### PROBLEM
Your output should be the lines of the entries below, exactly, from the first one through the line that holds "impl fmt::Debug for IdentityConfig".

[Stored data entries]
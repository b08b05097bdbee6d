#![allow(dead_code)]

use std::env;
use std::fmt;
use std::path::Path;

use eyre::{eyre, Result, WrapErr};
use serde::Deserialize;

/// Top-level rider configuration, assembled from environment variables.
#[derive(Clone, Deserialize)]
pub struct Config {
    pub identity: IdentityConfig,
    pub relay: RelayConfig,
    pub database: DatabaseConfig,
    pub wallet: WalletConfig,
    pub discovery: DiscoveryConfig,
    pub server: ServerConfig,
}

impl fmt::Debug for Config {
    fn fmt(&self, f: &mut fmt::Formatter<'_>) -> fmt::Result {
        f.debug_struct("Config")
            .field("identity", &self.identity)
            .field("relay", &self.relay)
            .field("database", &self.database)
            .field("wallet", &self.wallet)
            .field("discovery", &self.discovery)
            .field("server", &self.server)
            .finish()
    }
}

/// Nostr-family secp256k1 identity for this rider.
#[derive(Clone, Deserialize)]
pub struct IdentityConfig {
    pub secret_key_hex: String,
}

/// Custom Debug that redacts the identity secret key to prevent accidental
/// log leakage.
impl fmt::Debug for IdentityConfig {
    fn fmt(&self, f: &mut fmt::Formatter<'_>) -> fmt::Result {
        f.debug_struct("IdentityConfig")
            .field("secret_key_hex", &"<redacted>")
            .finish()
    }
}

#[derive(Debug, Clone, Deserialize)]
pub struct RelayConfig {
    pub urls: Vec<String>,
}

/// Local sqlite database (session snapshot, ride history, pending bridges).
#[derive(Clone, Deserialize)]
pub struct DatabaseConfig {
    pub url: String,
}

impl fmt::Debug for DatabaseConfig {
    fn fmt(&self, f: &mut fmt::Formatter<'_>) -> fmt::Result {
        f.debug_struct("DatabaseConfig")
            .field("url", &"<redacted>")
            .finish()
    }
}

#[derive(Debug, Clone, Deserialize)]
pub struct WalletConfig {
    pub wallet_db_path: String,
    pub default_mint_url: String,
    #[serde(default)]
    pub recommended_mints: Vec<String>,
}

#[derive(Debug, Clone, Deserialize)]
pub struct DiscoveryConfig {
    #[serde(default = "default_geohash_precision")]
    pub geohash_precision: usize,
    #[serde(default = "default_offer_mode")]
    pub offer_mode: String,
}

#[derive(Debug, Clone, Deserialize)]
pub struct ServerConfig {
    #[serde(default = "default_bind_addr")]
    pub bind_addr: String,
}

fn default_geohash_precision() -> usize {
    7
}

fn default_offer_mode() -> String {
    "broadcast".to_string()
}

fn default_bind_addr() -> String {
    "0.0.0.0:8080".to_string()
}

impl Config {
    /// Load configuration from environment variables, reading a `.env` file
    /// first if one is present.
    pub fn load() -> Result<Self> {
        Self::load_from_file(".env")
    }

    pub fn load_from_file(path: &str) -> Result<Self> {
        if Path::new(path).exists() {
            dotenvy::from_filename(path)
                .wrap_err_with(|| format!("failed to load .env file from {path}"))?;
        }
        Self::load_from_env()
    }

    fn load_from_env() -> Result<Self> {
        let identity = IdentityConfig {
            secret_key_hex: env::var("RIDER_SECRET_KEY")
                .map_err(|_| eyre!("RIDER_SECRET_KEY environment variable is required"))?,
        };

        let relay_urls_raw = env::var("RELAY_URLS")
            .map_err(|_| eyre!("RELAY_URLS environment variable is required (comma-separated)"))?;
        let urls: Vec<String> = relay_urls_raw
            .split(',')
            .map(|s| s.trim().to_string())
            .filter(|s| !s.is_empty())
            .collect();
        if urls.is_empty() {
            return Err(eyre!("RELAY_URLS cannot be empty"));
        }
        let relay = RelayConfig { urls };

        let database = DatabaseConfig {
            url: env::var("DATABASE_URL").unwrap_or_else(|_| "sqlite://rider.db".to_string()),
        };

        let wallet = WalletConfig {
            wallet_db_path: env::var("WALLET_DB_PATH").unwrap_or_else(|_| "rider_wallet.sqlite".to_string()),
            default_mint_url: env::var("DEFAULT_MINT_URL")
                .map_err(|_| eyre!("DEFAULT_MINT_URL environment variable is required"))?,
            recommended_mints: env::var("RECOMMENDED_MINTS")
                .ok()
                .map(|v| v.split(',').map(|s| s.trim().to_string()).filter(|s| !s.is_empty()).collect())
                .unwrap_or_default(),
        };

        let discovery = DiscoveryConfig {
            geohash_precision: env::var("GEOHASH_PRECISION")
                .ok()
                .and_then(|v| v.parse().ok())
                .unwrap_or_else(default_geohash_precision),
            offer_mode: env::var("OFFER_MODE").unwrap_or_else(|_| default_offer_mode()),
        };

        let server = ServerConfig {
            bind_addr: env::var("BIND_ADDR").unwrap_or_else(|_| default_bind_addr()),
        };

        let config = Config {
            identity,
            relay,
            database,
            wallet,
            discovery,
            server,
        };

        config.validate()?;
        Ok(config)
    }

    fn validate(&self) -> Result<()> {
        if self.identity.secret_key_hex.len() != 64 {
            return Err(eyre!("RIDER_SECRET_KEY must be 64 hex chars (32 bytes)"));
        }
        if hex::decode(&self.identity.secret_key_hex).is_err() {
            return Err(eyre!("RIDER_SECRET_KEY must be valid hex"));
        }
        if self.relay.urls.iter().any(|u| !u.starts_with("ws://") && !u.starts_with("wss://")) {
            return Err(eyre!("every RELAY_URLS entry must start with ws:// or wss://"));
        }
        if self.wallet.default_mint_url.is_empty() {
            return Err(eyre!("DEFAULT_MINT_URL cannot be empty"));
        }
        if !matches!(self.discovery.offer_mode.as_str(), "direct" | "broadcast" | "roadflare") {
            return Err(eyre!(
                "OFFER_MODE must be one of direct, broadcast, roadflare, got {}",
                self.discovery.offer_mode
            ));
        }
        Ok(())
    }
}

#[cfg(test)]
mod tests {
    use super::*;

    fn valid_config() -> Config {
        Config {
            identity: IdentityConfig {
                secret_key_hex: "11".repeat(32),
            },
            relay: RelayConfig {
                urls: vec!["wss://relay.example.com".to_string()],
            },
            database: DatabaseConfig {
                url: "sqlite://rider.db".to_string(),
            },
            wallet: WalletConfig {
                wallet_db_path: "rider_wallet.sqlite".to_string(),
                default_mint_url: "https://mint.example.com".to_string(),
                recommended_mints: vec![],
            },
            discovery: DiscoveryConfig {
                geohash_precision: 7,
                offer_mode: "broadcast".to_string(),
            },
            server: ServerConfig {
                bind_addr: "0.0.0.0:8080".to_string(),
            },
        }
    }

    #[test]
    fn valid_config_passes() {
        assert!(valid_config().validate().is_ok());
    }

    #[test]
    fn rejects_short_secret_key() {
        let mut config = valid_config();
        config.identity.secret_key_hex = "abcd".to_string();
        assert!(config.validate().is_err());
    }

    #[test]
    fn rejects_non_websocket_relay_url() {
        let mut config = valid_config();
        config.relay.urls = vec!["https://relay.example.com".to_string()];
        assert!(config.validate().is_err());
    }

    #[test]
    fn rejects_unknown_offer_mode() {
        let mut config = valid_config();
        config.discovery.offer_mode = "carrier-pigeon".to_string();
        assert!(config.validate().is_err());
    }

    #[test]
    fn default_geohash_precision_is_seven() {
        assert_eq!(default_geohash_precision(), 7);
    }
}
//! Offer intake: filters incoming `OFFER` events before they reach the
//! coordinator. An offer is accepted for consideration only if it is fresh,
//! addressed to this driver (directly or via broadcast/RoadFlare), and not
//! already claimed by another driver.

use wayfare_core::types::{OfferMode, OFFER_MAX_AGE_SECS};

#[derive(Debug, Clone)]
pub struct IncomingOffer {
    pub rider_pubkey: String,
    pub mode: OfferMode,
    pub target_driver_pubkey: Option<String>,
    pub created_at_unix: i64,
    pub already_taken: bool,
}

#[derive(Debug, Clone, Copy, PartialEq, Eq)]
pub enum IntakeDisposition {
    Consider,
    Stale,
    NotAddressedToMe,
    AlreadyTaken,
}

pub fn disposition_label(d: IntakeDisposition) -> &'static str {
    match d {
        IntakeDisposition::Consider => "consider",
        IntakeDisposition::Stale => "stale",
        IntakeDisposition::NotAddressedToMe => "not_addressed_to_me",
        IntakeDisposition::AlreadyTaken => "already_taken",
    }
}

pub fn evaluate(offer: &IncomingOffer, my_pubkey: &str, now_unix: i64, roadflare_only: bool) -> IntakeDisposition {
    if now_unix - offer.created_at_unix > OFFER_MAX_AGE_SECS {
        return IntakeDisposition::Stale;
    }
    if offer.already_taken {
        return IntakeDisposition::AlreadyTaken;
    }
    match offer.mode {
        OfferMode::Direct => {
            if offer.target_driver_pubkey.as_deref() != Some(my_pubkey) {
                return IntakeDisposition::NotAddressedToMe;
            }
        }
        OfferMode::Broadcast => {
            if roadflare_only {
                return IntakeDisposition::NotAddressedToMe;
            }
        }
        OfferMode::Roadflare => {}
    }
    IntakeDisposition::Consider
}

#[cfg(test)]
mod tests {
    use super::*;

    fn offer(mode: OfferMode, target: Option<&str>, created_at: i64, taken: bool) -> IncomingOffer {
        IncomingOffer {
            rider_pubkey: "rider".to_string(),
            mode,
            target_driver_pubkey: target.map(|s| s.to_string()),
            created_at_unix: created_at,
            already_taken: taken,
        }
    }

    #[test]
    fn stale_offer_is_rejected() {
        let o = offer(OfferMode::Broadcast, None, 0, false);
        assert_eq!(evaluate(&o, "me", OFFER_MAX_AGE_SECS + 1, false), IntakeDisposition::Stale);
    }

    #[test]
    fn direct_offer_to_someone_else_is_rejected() {
        let o = offer(OfferMode::Direct, Some("other"), 1000, false);
        assert_eq!(evaluate(&o, "me", 1000, false), IntakeDisposition::NotAddressedToMe);
    }

    #[test]
    fn direct_offer_to_me_is_considered() {
        let o = offer(OfferMode::Direct, Some("me"), 1000, false);
        assert_eq!(evaluate(&o, "me", 1000, false), IntakeDisposition::Consider);
    }

    #[test]
    fn already_taken_offer_is_rejected() {
        let o = offer(OfferMode::Broadcast, None, 1000, true);
        assert_eq!(evaluate(&o, "me", 1000, false), IntakeDisposition::AlreadyTaken);
    }

    #[test]
    fn roadflare_only_driver_skips_broadcast_offers() {
        let o = offer(OfferMode::Broadcast, None, 1000, false);
        assert_eq!(evaluate(&o, "me", 1000, true), IntakeDisposition::NotAddressedToMe);
    }

    #[test]
    fn roadflare_only_driver_considers_roadflare_offers() {
        let o = offer(OfferMode::Roadflare, None, 1000, false);
        assert_eq!(evaluate(&o, "me", 1000, true), IntakeDisposition::Consider);
    }
}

### WRITTEN SOLUTION
repository b08b05097bdbee6d
#![allow(dead_code)]

use std::env;
use std::fmt;
use std::path::Path;

use eyre::{eyre, Result, WrapErr};
use serde::Deserialize;

/// Top-level rider configuration, assembled from environment variables.
#[derive(Clone, Deserialize)]
pub struct Config {
    pub identity: IdentityConfig,
    pub relay: RelayConfig,
    pub database: DatabaseConfig,
    pub wallet: WalletConfig,
    pub discovery: DiscoveryConfig,
    pub server: ServerConfig,
}

impl fmt::Debug for Config {
    fn fmt(&self, f: &mut fmt::Formatter<'_>) -> fmt::Result {
        f.debug_struct("Config")
            .field("identity", &self.identity)
            .field("relay", &self.relay)
            .field("database", &self.database)
            .field("wallet", &self.wallet)
            .field("discovery", &self.discovery)
            .field("server", &self.server)
            .finish()
    }
}

/// Nostr-family secp256k1 identity for this rider.
#[derive(Clone, Deserialize)]
pub struct IdentityConfig {
    pub secret_key_hex: String,
}

/// Custom Debug that redacts the identity secret key to prevent accidental
/// log leakage.
impl fmt::Debug for IdentityConfig {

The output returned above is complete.